Why we'd all be safer in airplanes if they made dynamite sticks small enough to stick up your nose.

I just got back from a vacation in Europe. I ate like a pig.

More about that in a future post. For now, I want to talk about airline security. I mean, I’m as much in favor of pat-downs, taking off your shoes and posing for nude x-rays as the next guy. It’s the truly weird stuff that has me wondering.

I flew home to Newark Airport via Frankfurt. The security folks in Frankfurt Airport were super touchy that day. Some security guard straight out of Central Casting for Ilse Koch, Sexy Blonde Sadist of the SS, opened my carryon bag, felt up my dirty underwear, and then triumphantly lifted out a plastic Ziploc bag in which I packed my prescription meds. Jawhol!

I mean, I’m an old fart. Most of my meds are for blood pressure and an enlarged prostate. But nevermind that. She made an even more triumphant find – a tiny spray bottle of Nasacort, an Rx nasal steroid my doctor gave me to control congestion from allergies.

"Zis cannot go with you," she said.

I explained that it was prescription medicine. I showed her the prescription pasted on the side of the bottle. (The bottle contains maybe an ounce of fluid, if that.)

"Zen squirt zis in your nose," she demanded.

I told her I'm only supposed to use it once a day and didn't relish the idea of overdosing.

"You vill squirt zis in your nose," she ordered.

Well whaddya do in a high tension situation when you’re trying to get on an airplane and some busty blonde security sadist is telling you to stick it up your nose or go to Buchenwald?

You stick it up your nose, that’s what you do.

Following the instructions on the side of the prescription bottle, I started to shake well. Suddenly, she jumped back, as if the balding, overweight, klutzy 66 year old guy with a suitcase full of dirty underwear and old fart's meds was a suicide bomber and the tiny shaking bottle of Nasacort was going to explode in my hand and take out the Frankfurt airport.

Fortunately, before she blew any whistles I squirted the stuff up one nostril. She looked relieved. I started to squirt the other nostril.

"No no, you vill only squirt one nostril," she ordered. So now we've got German airport security guards revising doctors’ instructions for taking prescription medications.

Well anyway, one nostril she wanted, one nostril she got. The rest of the flight was uneventful. When I arrived at Newark Airport nobody had any interest in checking my bags, or my customs declaration.
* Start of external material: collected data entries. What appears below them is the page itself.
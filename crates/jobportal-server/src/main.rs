//! # JobPortal Server
//!
//! Main entry point for the JobPortal API.

use anyhow::Context;
use jobportal_config::ConfigLoader;
use jobportal_core::telemetry::{init_logging, LogFormat};
use jobportal_server::{
    startup::{print_banner, print_startup_info, shutdown_signal},
    App,
};
use tracing::info;

#[tokio::main]
async fn main() -> anyhow::Result<()> {
    let config_loader =
        ConfigLoader::from_default_location().context("Failed to load configuration")?;
    let config = config_loader.get().await;

    init_logging(
        &config.observability.log_level,
        LogFormat::parse(&config.observability.log_format),
    )
    .context("Failed to initialize logging")?;

    print_banner();
    info!("Starting JobPortal server...");
    info!("Version: {}", env!("CARGO_PKG_VERSION"));
    info!("Environment: {}", config.app.environment);

    let addr = config.server.addr();
    let app = App::build(config).await.context("Failed to build application")?;

    let listener = tokio::net::TcpListener::bind(&addr)
        .await
        .with_context(|| format!("Failed to bind {}", addr))?;
    print_startup_info(&addr, app.store().backend_name());

    app.serve(listener, shutdown_signal())
        .await
        .context("Server error")?;
    Ok(())
}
The story ought to end there, but like all weird stories, it doesn’t.

A couple of hours later, the news on the radio was all about a guy they caught at Newark who had just arrived in the U.S. with a stick of dynamite in his carryon bag. (True story.) His excuse was that he “found it” on a construction site and decided to pack it as a souvenir.

I want to know why they don’t trust a guy to fly with a teensy bottle of nasal spray unless he squirts it up his nose – but walking on board an airplane with a stick of dynamite in your bag is perfectly cool.

I guess the theory is, if you can't stick it up your nose, it can't bring down a plane. Which is why we’d all be safer if there were a law limiting the size of dynamite sticks to what could comfortably fit in the average man’s left nostril.

1 comment:

Buce said...

Back in the 70s, I had to fly sometimes alone and sometimes with small kids. Amazing what a couple of noisy snivelling brats does to get you thorugh the security line quickly.